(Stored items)
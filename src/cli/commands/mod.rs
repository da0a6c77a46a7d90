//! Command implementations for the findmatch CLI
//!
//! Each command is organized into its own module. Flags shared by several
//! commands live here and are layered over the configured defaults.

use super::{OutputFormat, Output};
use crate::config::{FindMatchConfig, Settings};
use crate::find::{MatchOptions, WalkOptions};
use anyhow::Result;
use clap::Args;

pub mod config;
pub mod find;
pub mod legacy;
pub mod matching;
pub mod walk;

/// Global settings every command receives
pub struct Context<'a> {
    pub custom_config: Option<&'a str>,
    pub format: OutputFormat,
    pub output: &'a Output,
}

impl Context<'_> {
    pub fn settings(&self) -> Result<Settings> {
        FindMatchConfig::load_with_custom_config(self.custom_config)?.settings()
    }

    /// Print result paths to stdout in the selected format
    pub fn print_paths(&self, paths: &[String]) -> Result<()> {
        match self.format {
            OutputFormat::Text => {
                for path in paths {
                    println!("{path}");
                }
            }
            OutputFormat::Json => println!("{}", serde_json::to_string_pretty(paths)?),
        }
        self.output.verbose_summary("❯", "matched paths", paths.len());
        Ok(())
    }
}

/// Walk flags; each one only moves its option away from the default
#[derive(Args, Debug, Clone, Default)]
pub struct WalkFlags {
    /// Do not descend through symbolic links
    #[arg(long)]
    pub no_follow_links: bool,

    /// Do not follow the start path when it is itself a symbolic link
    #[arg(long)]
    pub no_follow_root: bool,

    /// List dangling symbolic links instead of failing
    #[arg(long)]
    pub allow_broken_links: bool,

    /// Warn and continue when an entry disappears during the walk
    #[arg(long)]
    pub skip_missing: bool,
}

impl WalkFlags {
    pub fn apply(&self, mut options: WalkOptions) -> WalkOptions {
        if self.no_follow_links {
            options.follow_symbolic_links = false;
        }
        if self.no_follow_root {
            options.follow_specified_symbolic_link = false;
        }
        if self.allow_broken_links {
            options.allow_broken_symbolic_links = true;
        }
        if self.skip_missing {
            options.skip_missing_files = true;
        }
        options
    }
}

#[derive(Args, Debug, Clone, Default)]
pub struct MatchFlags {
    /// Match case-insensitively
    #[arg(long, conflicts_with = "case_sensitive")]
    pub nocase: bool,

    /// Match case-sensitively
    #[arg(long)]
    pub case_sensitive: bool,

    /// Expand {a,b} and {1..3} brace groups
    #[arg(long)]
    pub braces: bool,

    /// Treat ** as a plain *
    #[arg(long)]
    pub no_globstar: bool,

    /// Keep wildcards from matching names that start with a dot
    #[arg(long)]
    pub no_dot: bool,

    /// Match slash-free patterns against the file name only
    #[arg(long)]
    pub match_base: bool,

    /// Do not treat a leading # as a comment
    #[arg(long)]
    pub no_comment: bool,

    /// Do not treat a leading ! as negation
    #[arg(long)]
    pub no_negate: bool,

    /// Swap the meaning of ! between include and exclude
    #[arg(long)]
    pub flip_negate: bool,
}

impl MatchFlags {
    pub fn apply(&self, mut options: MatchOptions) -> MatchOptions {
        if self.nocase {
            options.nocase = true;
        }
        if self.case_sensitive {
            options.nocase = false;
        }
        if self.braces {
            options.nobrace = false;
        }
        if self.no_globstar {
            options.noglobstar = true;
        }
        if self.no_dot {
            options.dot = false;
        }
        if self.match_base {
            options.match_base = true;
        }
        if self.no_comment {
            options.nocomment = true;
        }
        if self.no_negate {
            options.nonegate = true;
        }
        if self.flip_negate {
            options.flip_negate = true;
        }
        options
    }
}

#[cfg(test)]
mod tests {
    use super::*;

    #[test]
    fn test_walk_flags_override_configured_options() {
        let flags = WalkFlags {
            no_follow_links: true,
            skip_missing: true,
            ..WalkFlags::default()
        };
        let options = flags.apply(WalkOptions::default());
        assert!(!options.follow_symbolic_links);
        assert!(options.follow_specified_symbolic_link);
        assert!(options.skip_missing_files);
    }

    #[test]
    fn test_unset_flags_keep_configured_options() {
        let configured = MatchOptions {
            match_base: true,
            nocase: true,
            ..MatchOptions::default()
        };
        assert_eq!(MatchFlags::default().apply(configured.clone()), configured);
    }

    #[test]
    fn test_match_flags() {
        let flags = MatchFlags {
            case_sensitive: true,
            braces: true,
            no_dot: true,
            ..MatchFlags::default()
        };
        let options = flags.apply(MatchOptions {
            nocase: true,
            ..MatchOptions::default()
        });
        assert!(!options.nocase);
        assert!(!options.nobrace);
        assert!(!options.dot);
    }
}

WHAT IS EXPECTED: In the answer, give the lines from the first line of the data through the line with "pub mod matching;", exactly as they appear and with no additions.

ANSWER TO THIS EXERCISE:
filename src/cli/commands/mod.rs
repository da0a6c77a46a7d90
//! Command implementations for the findmatch CLI
//!
//! Each command is organized into its own module. Flags shared by several
//! commands live here and are layered over the configured defaults.

use super::{OutputFormat, Output};
use crate::config::{FindMatchConfig, Settings};
use crate::find::{MatchOptions, WalkOptions};
use anyhow::Result;
use clap::Args;

pub mod config;
pub mod find;
pub mod legacy;
pub mod matching;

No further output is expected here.